Time and Space Complexity
| Metric | Complexity |
|---|---|
| Time | O(n × 2^n) — 2^n subsets, each takes O(n) to copy |
| Space | O(n) recursion depth |
C++ Implementation 💻
All Subsets - C++ Backtracking
#include <iostream>
#include <vector>
using namespace std;
void backtrack(vector<int>& nums, int start, vector<int>& path, vector<vector<int>>& result) {
result.push_back(path); // Add current subset (including empty set)
for (int i = start; i < nums.size(); i++) {
path.push_back(nums[i]); // Include nums[i]

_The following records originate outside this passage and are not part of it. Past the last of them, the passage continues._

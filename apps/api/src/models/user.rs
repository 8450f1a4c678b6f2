//! User and authentication models
//!
//! Users are the operators of the admin system (not employees). Only the
//! fields needed for login, role checks and employer contact details live here.

use chrono::{DateTime, Utc};
use serde::{Deserialize, Serialize};
use sqlx::FromRow;
use uuid::Uuid;

/// JWT issuer and audience
pub const TOKEN_ISSUER: &str = "workforce";

/// User role enum matching PostgreSQL user_role type
#[derive(Debug, Clone, Copy, Default, PartialEq, Eq, Serialize, Deserialize, sqlx::Type)]
#[sqlx(type_name = "user_role", rename_all = "lowercase")]
#[serde(rename_all = "lowercase")]
pub enum UserRole {
    Admin,
    Manager,
    #[default]
    Staff,
}

impl UserRole {
    /// Roles allowed to create, update and delete records
    pub const EDITORS: &'static [UserRole] = &[UserRole::Admin, UserRole::Manager];
}

impl std::fmt::Display for UserRole {
    fn fmt(&self, f: &mut std::fmt::Formatter<'_>) -> std::fmt::Result {
        match self {
            Self::Admin => write!(f, "admin"),
            Self::Manager => write!(f, "manager"),
            Self::Staff => write!(f, "staff"),
        }
    }
}

/// User account from the users table
#[derive(Debug, Clone, FromRow, Serialize)]
pub struct User {
    pub id: Uuid,

    /// Email address (unique, stored lowercase)
    pub email: String,

    pub username: String,

    pub first_name: Option<String>,

    pub last_name: Option<String>,

    /// Argon2 hashed password
    #[serde(skip_serializing)]
    pub password_hash: String,

    pub role: UserRole,

    pub created_at: DateTime<Utc>,

    pub updated_at: DateTime<Utc>,
}

/// JWT claims payload
#[derive(Debug, Clone, Serialize, Deserialize)]
pub struct Claims {
    /// Subject (user ID)
    pub sub: Uuid,

    pub email: String,

    pub role: UserRole,

    /// Issued at timestamp (Unix epoch)
    pub iat: i64,

    /// Expiration timestamp (Unix epoch)
    pub exp: i64,

    #[serde(default = "default_issuer")]
    pub iss: String,

    #[serde(default = "default_issuer")]
    pub aud: String,
}

fn default_issuer() -> String {
    TOKEN_ISSUER.to_string()
}

impl Claims {
    /// Create new claims for a user
    pub fn new(user: &User, access_token_ttl_secs: i64) -> Self {
        let now = Utc::now().timestamp();
        Self {
            sub: user.id,
            email: user.email.clone(),
            role: user.role,
            iat: now,
            exp: now + access_token_ttl_secs,
            iss: default_issuer(),
            aud: default_issuer(),
        }
    }

    /// Whether the caller holds one of the given roles
    pub fn has_any_role(&self, roles: &[UserRole]) -> bool {
        roles.contains(&self.role)
    }
}

#[cfg(test)]
mod tests {
    use super::*;

    fn user_with_role(role: UserRole) -> User {
        User {
            id: Uuid::new_v4(),
            email: "ops@example.com".into(),
            username: "ops".into(),
            first_name: None,
            last_name: None,
            password_hash: String::new(),
            role,
            created_at: Utc::now(),
            updated_at: Utc::now(),
        }
    }

    #[test]
    fn test_claims_expiry_window() {
        let claims = Claims::new(&user_with_role(UserRole::Staff), 60);
        assert_eq!(claims.exp - claims.iat, 60);
        assert_eq!(claims.iss, TOKEN_ISSUER);
    }

    #[test]
    fn test_editor_roles() {
        let manager = Claims::new(&user_with_role(UserRole::Manager), 60);
        let staff = Claims::new(&user_with_role(UserRole::Staff), 60);
        assert!(manager.has_any_role(UserRole::EDITORS));
        assert!(!staff.has_any_role(UserRole::EDITORS));
    }

    #[test]
    fn test_role_serializes_lowercase() {
        let json = serde_json::to_string(&UserRole::Manager).unwrap();
        assert_eq!(json, "\"manager\"");
    }
}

backtrack(nums, i + 1, path, result); // Recurse with next elements
path.pop_back(); // Backtrack — exclude nums[i]
}
}
vector<vector<int>> subsets(vector<int>& nums) {
vector<vector<int>> result;
vector<int> path;
backtrack(nums, 0, path, result);
return result;
}
int main() {
vector<int> nums = {1, 2, 3};
auto result = subsets(nums);
for (auto& subset : result) {
cout << "[";
for (int i = 0; i < subset.size(); i++) {
cout << subset[i];
if (i + 1 < subset.size()) cout << ",";
}
cout << "] ";
}
// Output: [] [1] [1,2] [1,2,3] [1,3] [2] [2,3] [3]
return 0;
}
Python Implementation 🐍
All Subsets - Python Backtracking
from typing import List
def subsets(nums: List[int]) -> List[List[int]]:
result = []
def backtrack(start, path):
result.append(path[:]) # Record current subset
for i in range(start, len(nums)):
path.append(nums[i]) # Include nums[i]
backtrack(i + 1, path) # Recurse
path.pop() # Backtrack
backtrack(0, [])
return result
print(subsets([1, 2, 3]))
# [[], [1], [1, 2], [1, 2, 3], [1, 3], [2], [2, 3], [3]]

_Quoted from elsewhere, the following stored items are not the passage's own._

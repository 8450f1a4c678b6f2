//! Generic search, listing and bulk delete over one table
//!
//! Each listable model implements [`Searchable`], declaring its table, its
//! SELECT columns and the fields a free-text search is matched against. The
//! functions here turn that declaration into SQL, so every collection is
//! filtered, counted, ordered and sliced the same way.
//!
//! The base table is always aliased `t`. A search term matches a row when any
//! declared field contains it, case-insensitively.

use std::collections::HashSet;

use sqlx::postgres::PgRow;
use sqlx::{FromRow, PgExecutor, PgPool};
use uuid::Uuid;

use crate::error::{ApiError, ApiResult};

/// One field a search term is matched against
#[derive(Debug, Clone, Copy, PartialEq, Eq)]
pub enum SearchField {
    /// Column of the base table, compared as text
    Column(&'static str),

    /// Columns reached through a relation.
    ///
    /// Rendered as an `EXISTS` subquery so many-to-many relations never
    /// duplicate base rows. `from` may contain joins; `on` correlates the
    /// subquery with `t`; `columns` must be qualified with the aliases used in
    /// `from`.
    Related {
        from: &'static str,
        on: &'static str,
        columns: &'static [&'static str],
    },
}

impl SearchField {
    /// SQL predicate for this field, matching against placeholder `$param`
    fn predicate(&self, param: usize) -> String {
        match self {
            Self::Column(column) => format!("t.{column}::text ILIKE ${param}"),
            Self::Related { from, on, columns } => {
                let matches = columns
                    .iter()
                    .map(|column| format!("{column}::text ILIKE ${param}"))
                    .collect::<Vec<_>>()
                    .join(" OR ");
                format!("EXISTS (SELECT 1 FROM {from} WHERE {on} AND ({matches}))")
            }
        }
    }
}

/// A table that can be listed with search and pagination
pub trait Searchable: for<'r> FromRow<'r, PgRow> + Send + Unpin + 'static {
    /// Table name
    const TABLE: &'static str;

    /// Resource name used in error messages
    const RESOURCE: &'static str;

    /// SELECT column list
    const COLUMNS: &'static str;

    /// Fields matched by a search term
    const SEARCH_FIELDS: &'static [SearchField];
}

/// Build the WHERE clause for a search, bound to placeholder `$param`.
///
/// Returns an empty string when `fields` is empty.
pub fn search_clause(fields: &[SearchField], param: usize) -> String {
    if fields.is_empty() {
        return String::new();
    }
    let predicates = fields
        .iter()
        .map(|field| field.predicate(param))
        .collect::<Vec<_>>()
        .join(" OR ");
    format!("WHERE ({predicates})")
}

/// Fetch one slice of a collection in its natural order.
///
/// # Arguments
/// * `pattern` - ILIKE pattern from [`super::utils::search_pattern`], `None` for no filter
/// * `limit` - Maximum rows, `None` for all remaining rows
/// * `offset` - Number of rows to skip
pub async fn list<'e, T: Searchable>(
    executor: impl PgExecutor<'e>,
    pattern: Option<&str>,
    limit: Option<i64>,
    offset: i64,
) -> Result<Vec<T>, sqlx::Error> {
    match pattern {
        Some(pattern) => {
            let sql = format!(
                "SELECT {} FROM {} t {} ORDER BY t.created_at DESC, t.id DESC LIMIT $2 OFFSET $3",
                T::COLUMNS,
                T::TABLE,
                search_clause(T::SEARCH_FIELDS, 1),
            );
            sqlx::query_as::<_, T>(&sql)
                .bind(pattern)
                .bind(limit)
                .bind(offset)
                .fetch_all(executor)
                .await
        }
        None => {
            let sql = format!(
                "SELECT {} FROM {} t ORDER BY t.created_at DESC, t.id DESC LIMIT $1 OFFSET $2",
                T::COLUMNS,
                T::TABLE,
            );
            // LIMIT NULL is LIMIT ALL in PostgreSQL
            sqlx::query_as::<_, T>(&sql)
                .bind(limit)
                .bind(offset)
                .fetch_all(executor)
                .await
        }
    }
}

/// Count the rows matching a search pattern
pub async fn count<'e, T: Searchable>(
    executor: impl PgExecutor<'e>,
    pattern: Option<&str>,
) -> Result<i64, sqlx::Error> {
    match pattern {
        Some(pattern) => {
            let sql = format!(
                "SELECT COUNT(*) FROM {} t {}",
                T::TABLE,
                search_clause(T::SEARCH_FIELDS, 1)
            );
            sqlx::query_scalar(&sql).bind(pattern).fetch_one(executor).await
        }
        None => {
            let sql = format!("SELECT COUNT(*) FROM {} t", T::TABLE);
            sqlx::query_scalar(&sql).fetch_one(executor).await
        }
    }
}

/// One slice of a collection together with the total matching count.
///
/// Both queries read the same snapshot, so the count always agrees with the
/// rows returned even while other requests write.
pub async fn page<T: Searchable>(
    pool: &PgPool,
    pattern: Option<&str>,
    limit: Option<i64>,
    offset: i64,
) -> Result<(Vec<T>, i64), sqlx::Error> {
    let mut tx = pool.begin().await?;

    sqlx::query("SET TRANSACTION ISOLATION LEVEL REPEATABLE READ, READ ONLY")
        .execute(&mut *tx)
        .await?;

    let items = list::<T>(&mut *tx, pattern, limit, offset).await?;
    let count = count::<T>(&mut *tx, pattern).await?;

    tx.commit().await?;

    Ok((items, count))
}

/// Find a record by ID
pub async fn find_by_id<T: Searchable>(pool: &PgPool, id: Uuid) -> Result<Option<T>, sqlx::Error> {
    let sql = format!("SELECT {} FROM {} WHERE id = $1", T::COLUMNS, T::TABLE);
    sqlx::query_as::<_, T>(&sql)
        .bind(id)
        .fetch_optional(pool)
        .await
}

/// Find a record by ID, failing with `NOT_FOUND` when it does not exist
pub async fn get_by_id<T: Searchable>(pool: &PgPool, id: Uuid) -> ApiResult<T> {
    find_by_id::<T>(pool, id)
        .await?
        .ok_or_else(|| ApiError::not_found(T::RESOURCE, id.to_string()))
}

/// Check that every ID exists, failing with `NOT_FOUND` on the first missing one
pub async fn ensure_exist<T: Searchable>(pool: &PgPool, ids: &[Uuid]) -> ApiResult<()> {
    let sql = format!("SELECT id FROM {} WHERE id = ANY($1)", T::TABLE);
    let found: HashSet<Uuid> = sqlx::query_scalar::<_, Uuid>(&sql)
        .bind(ids)
        .fetch_all(pool)
        .await?
        .into_iter()
        .collect();

    match ids.iter().find(|id| !found.contains(id)) {
        Some(missing) => Err(ApiError::not_found(T::RESOURCE, missing.to_string())),
        None => Ok(()),
    }
}

/// Delete records by ID in one transaction.
///
/// Every ID must exist; otherwise nothing is deleted and `NOT_FOUND` names the
/// first missing one. Returns the number of deleted rows.
pub async fn delete_many<T: Searchable>(pool: &PgPool, ids: &[Uuid]) -> ApiResult<u64> {
    let mut unique = Vec::with_capacity(ids.len());
    let mut seen = HashSet::with_capacity(ids.len());
    for id in ids {
        if seen.insert(*id) {
            unique.push(*id);
        }
    }

    let mut tx = pool.begin().await?;

    let sql = format!("SELECT id FROM {} WHERE id = ANY($1) FOR UPDATE", T::TABLE);
    let found: HashSet<Uuid> = sqlx::query_scalar::<_, Uuid>(&sql)
        .bind(&unique)
        .fetch_all(&mut *tx)
        .await?
        .into_iter()
        .collect();

    if let Some(missing) = unique.iter().find(|id| !found.contains(id)) {
        tx.rollback().await?;
        return Err(ApiError::not_found(T::RESOURCE, missing.to_string()));
    }

    let sql = format!("DELETE FROM {} WHERE id = ANY($1)", T::TABLE);
    let result = sqlx::query(&sql).bind(&unique).execute(&mut *tx).await?;

    tx.commit().await?;

    tracing::info!(
        table = T::TABLE,
        deleted = result.rows_affected(),
        "Deleted records"
    );

    Ok(result.rows_affected())
}

#[cfg(test)]
mod tests {
    use super::*;

    const FIELDS: &[SearchField] = &[
        SearchField::Column("first_name"),
        SearchField::Related {
            from: "employee_departments ed JOIN departments d ON d.id = ed.department_id",
            on: "ed.employee_id = t.id",
            columns: &["d.department_name"],
        },
    ];

    #[test]
    fn test_column_predicate() {
        assert_eq!(
            SearchField::Column("email").predicate(1),
            "t.email::text ILIKE $1"
        );
    }

    #[test]
    fn test_related_predicate_uses_exists() {
        let field = SearchField::Related {
            from: "employers er LEFT JOIN users eu ON eu.id = er.user_id",
            on: "er.id = t.employer_id",
            columns: &["er.business_name", "eu.username"],
        };
        assert_eq!(
            field.predicate(1),
            "EXISTS (SELECT 1 FROM employers er LEFT JOIN users eu ON eu.id = er.user_id \
             WHERE er.id = t.employer_id AND \
             (er.business_name::text ILIKE $1 OR eu.username::text ILIKE $1))"
        );
    }

    #[test]
    fn test_search_clause_ors_every_field() {
        let clause = search_clause(FIELDS, 1);
        assert!(clause.starts_with("WHERE (t.first_name::text ILIKE $1 OR EXISTS"));
        assert_eq!(clause.matches("ILIKE $1").count(), 2);
        assert!(clause.ends_with("))"));
    }

    #[test]
    fn test_search_clause_empty_fields() {
        assert_eq!(search_clause(&[], 1), "");
    }
}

JavaScript Implementation 🌐
All Subsets - JavaScript Backtracking
function subsets(nums) {
const result = [];
function backtrack(start, path) {
result.push([...path]); // Record current subset
for (let i = start; i < nums.length; i++) {
path.push(nums[i]); // Include
backtrack(i + 1, path); // Recurse
path.pop(); // Backtrack
}
}
backtrack(0, []);
return result;
}
Part 2: Combination Sum I (LeetCode 39)
Problem Statement
Given an array of distinct integers and a target, return all unique combinations where the chosen numbers sum to target. The same number may be used unlimited times.
Approach
- At each step, try including
candidates[i]and recurse with the same indexi(allows reuse) - Subtract from remaining target on each inclusion
- Stop when
remaining == 0(found solution) orremaining < 0(prune)
C++ Implementation 💻
Combination Sum I - C++ Backtracking
#include <iostream>
#include <vector>
#include <algorithm>
using namespace std;
void backtrack(vector<int>& candidates, int start, int remaining,
vector<int>& path, vector<vector<int>>& result) {
if (remaining == 0) {
result.push_back(path); // Found valid combination
return;
}
for (int i = start; i < candidates.size(); i++) {
if (candidates[i] > remaining) break; // Pruning: sorted array, no point continuing
path.push_back(candidates[i]);
backtrack(candidates, i, remaining - candidates[i], path, result); // i (not i+1) allows reuse
path.pop_back(); // Backtrack
}
}
vector<vector<int>> combinationSum(vector<int>& candidates, int target) {
sort(candidates.begin(), candidates.end()); // Sort for pruning
vector<vector<int>> result;
vector<int> path;
backtrack(candidates, 0, target, path, result);
return result;
}
int main() {
vector<int> candidates = {2, 3, 6, 7};
auto result = combinationSum(candidates, 7);
for (auto& combo : result) {
for (int x : combo) cout << x << " ";
cout << endl;
}
// Output: 2 2 3 / 7
return 0;
}
Python Implementation 🐍
Combination Sum I - Python Backtracking
from typing import List
def combinationSum(candidates: List[int], target: int) -> List[List[int]]:
candidates.sort() # Sort for pruning
result = []
def backtrack(start, remaining, path):
if remaining == 0:
result.append(path[:]) # Found valid combination
return
for i in range(start, len(candidates)):
if candidates[i] > remaining:
break # Pruning — no need to continue
path.append(candidates[i])
backtrack(i, remaining - candidates[i], path) # i allows reuse
path.pop() # Backtrack
backtrack(0, target, [])
return result
print(combinationSum([2, 3, 6, 7], 7))
# [[2, 2, 3], [7]]
Part 3: Combination Sum II (LeetCode 40)
Problem Statement
Given a collection of integers (may contain duplicates) and a target, return all unique combinations that sum to target. Each number may only be used once.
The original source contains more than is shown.